Immune complexes localized in the kidneys of patients with systemic lupus erythematosus (SLE) 1 appear to play a central role in the pathogenesis of glomerulonephritis. Evidence supporting this hypothesis has been obtained from serial serologic studies (1-3), assay of specific antigen-antibody systems (4-7), measurement of serum immune complex levels (8-11), and immunocytochemical examination of tissues from patients with SLE (12-14). Following tissue deposition of antigen-antibody complexes, the classical complement pathway may be activated in situ, generating complement fragments and effecting the release of cellular mediators (15).
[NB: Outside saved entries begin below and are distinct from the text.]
//! Output formats the encoder can produce, and media type helpers.

use image::ImageFormat;
use serde::{Deserialize, Serialize};
use std::fmt;
use std::path::Path;
use std::str::FromStr;

/// An encodable output format.
#[derive(Debug, Clone, Copy, PartialEq, Eq, Hash, Serialize, Deserialize)]
#[serde(rename_all = "lowercase")]
pub enum OutputFormat {
    Png,
    #[serde(alias = "jpg")]
    Jpeg,
    Webp,
    Bmp,
    Gif,
}

impl OutputFormat {
    /// Parse a format from a media type (`image/jpeg`) or a bare name/extension
    /// (`jpeg`, `jpg`, `.png`). Returns `None` for anything the encoder cannot
    /// produce.
    pub fn parse(s: &str) -> Option<Self> {
        let lower = s.trim().to_ascii_lowercase();
        let name = lower
            .strip_prefix("image/")
            .unwrap_or_else(|| lower.trim_start_matches('.'));
        match name {
            "png" => Some(Self::Png),
            "jpeg" | "jpg" | "pjpeg" => Some(Self::Jpeg),
            "webp" => Some(Self::Webp),
            "bmp" | "x-ms-bmp" => Some(Self::Bmp),
            "gif" => Some(Self::Gif),
            _ => None,
        }
    }

    /// The media type, e.g. `image/png`.
    pub fn mime_type(self) -> &'static str {
        match self {
            Self::Png => "image/png",
            Self::Jpeg => "image/jpeg",
            Self::Webp => "image/webp",
            Self::Bmp => "image/bmp",
            Self::Gif => "image/gif",
        }
    }

    /// File extension without the dot.
    pub fn extension(self) -> &'static str {
        match self {
            Self::Png => "png",
            Self::Jpeg => "jpg",
            Self::Webp => "webp",
            Self::Bmp => "bmp",
            Self::Gif => "gif",
        }
    }

    /// Whether the container can store an alpha channel.
    pub fn supports_alpha(self) -> bool {
        !matches!(self, Self::Jpeg | Self::Bmp)
    }

    pub(crate) fn image_format(self) -> ImageFormat {
        match self {
            Self::Png => ImageFormat::Png,
            Self::Jpeg => ImageFormat::Jpeg,
            Self::Webp => ImageFormat::WebP,
            Self::Bmp => ImageFormat::Bmp,
            Self::Gif => ImageFormat::Gif,
        }
    }
}

impl fmt::Display for OutputFormat {
    fn fmt(&self, f: &mut fmt::Formatter<'_>) -> fmt::Result {
        f.write_str(self.extension())
    }
}

impl FromStr for OutputFormat {
    type Err = String;

    fn from_str(s: &str) -> Result<Self, Self::Err> {
        Self::parse(s).ok_or_else(|| format!("unsupported output format: {s}"))
    }
}

/// Declared media type for a file, derived from its extension only.
///
/// This mirrors what a browser reports for a selected file: a label, not a
/// content check.
pub fn declared_type_for_path(path: &Path) -> Option<String> {
    ImageFormat::from_path(path)
        .ok()
        .map(|f| f.to_mime_type().to_string())
        .or_else(|| {
            let ext = path.extension()?.to_str()?.to_ascii_lowercase();
            let mime = match ext.as_str() {
                "txt" | "md" => "text/plain",
                "pdf" => "application/pdf",
                "json" => "application/json",
                "svg" => "image/svg+xml",
                "heic" => "image/heic",
                _ => "application/octet-stream",
            };
            Some(mime.to_string())
        })
}

/// Map a decoded container format to a media type string.
pub fn mime_for_image_format(format: ImageFormat) -> String {
    format.to_mime_type().to_string()
}

#[cfg(test)]
mod tests {
    use super::*;

    #[test]
    fn parse_accepts_mime_and_extension() {
        assert_eq!(OutputFormat::parse("image/jpeg"), Some(OutputFormat::Jpeg));
        assert_eq!(OutputFormat::parse("JPG"), Some(OutputFormat::Jpeg));
        assert_eq!(OutputFormat::parse(".png"), Some(OutputFormat::Png));
        assert_eq!(OutputFormat::parse("webp"), Some(OutputFormat::Webp));
    }

    #[test]
    fn parse_rejects_formats_without_encoder() {
        assert_eq!(OutputFormat::parse("image/avif"), None);
        assert_eq!(OutputFormat::parse("image/heic"), None);
        assert_eq!(OutputFormat::parse("tiff"), None);
    }

    #[test]
    fn alpha_support() {
        assert!(OutputFormat::Png.supports_alpha());
        assert!(OutputFormat::Webp.supports_alpha());
        assert!(!OutputFormat::Jpeg.supports_alpha());
        assert!(!OutputFormat::Bmp.supports_alpha());
    }

    #[test]
    fn declared_type_follows_extension() {
        assert_eq!(
            declared_type_for_path(Path::new("cat.JPG")).as_deref(),
            Some("image/jpeg")
        );
        assert_eq!(
            declared_type_for_path(Path::new("notes.txt")).as_deref(),
            Some("text/plain")
        );
        assert_eq!(declared_type_for_path(Path::new("noext")), None);
    }

    #[test]
    fn serde_uses_lowercase_names() {
        let json = serde_json::to_string(&OutputFormat::Webp).unwrap();
        assert_eq!(json, "\"webp\"");
        let parsed: OutputFormat = serde_json::from_str("\"jpg\"").unwrap();
        assert_eq!(parsed, OutputFormat::Jpeg);
    }
}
Chemotaxis, vasodilation, enhanced phagocytosis, initiation of coagulation, and local tissue damage may ensue following complement activation (16). The effector mechanisms by which complement-dependent immune complexes induce injury to cells and membranes in vivo remain to be clarified. Proteolytic enzymes derived from neutrophils and serum, lymphokines, high molecular weight kininogen-kallikrein-Hageman factor coagulation pathways, and the terminal complement complex have been implicated as mediators of cytotoxicity on the basis of in vitro studies (17). To assess the role of the terminal complement complex in the inflammatory response, the tissue distribution of the membrane attack complex (MAC) comprised of C5b, C6, C7, C8, and C9, was investigated in kidneys manifesting SLE nephritis. In vitro studies have demonstrated that insertion of the MAC into the phospholipid bilayer of erythrocytes results in disruption of the membrane and cell lysis (18). In addition, the MAC has been observed on the surface membranes of neutrophils obtained from patients with SLE (19), although the pathogenetic significance of this phenomenon has not been determined. In this study the MAC was demonstrated in both glomeruli and in the region of peritubular basement membranes of kidneys with morphologic evidence of SLE nephritis. These findings suggest that the MAC interacts with sites on renal basement membranes and functions in vivo as a direct mediator of nephrotoxicity.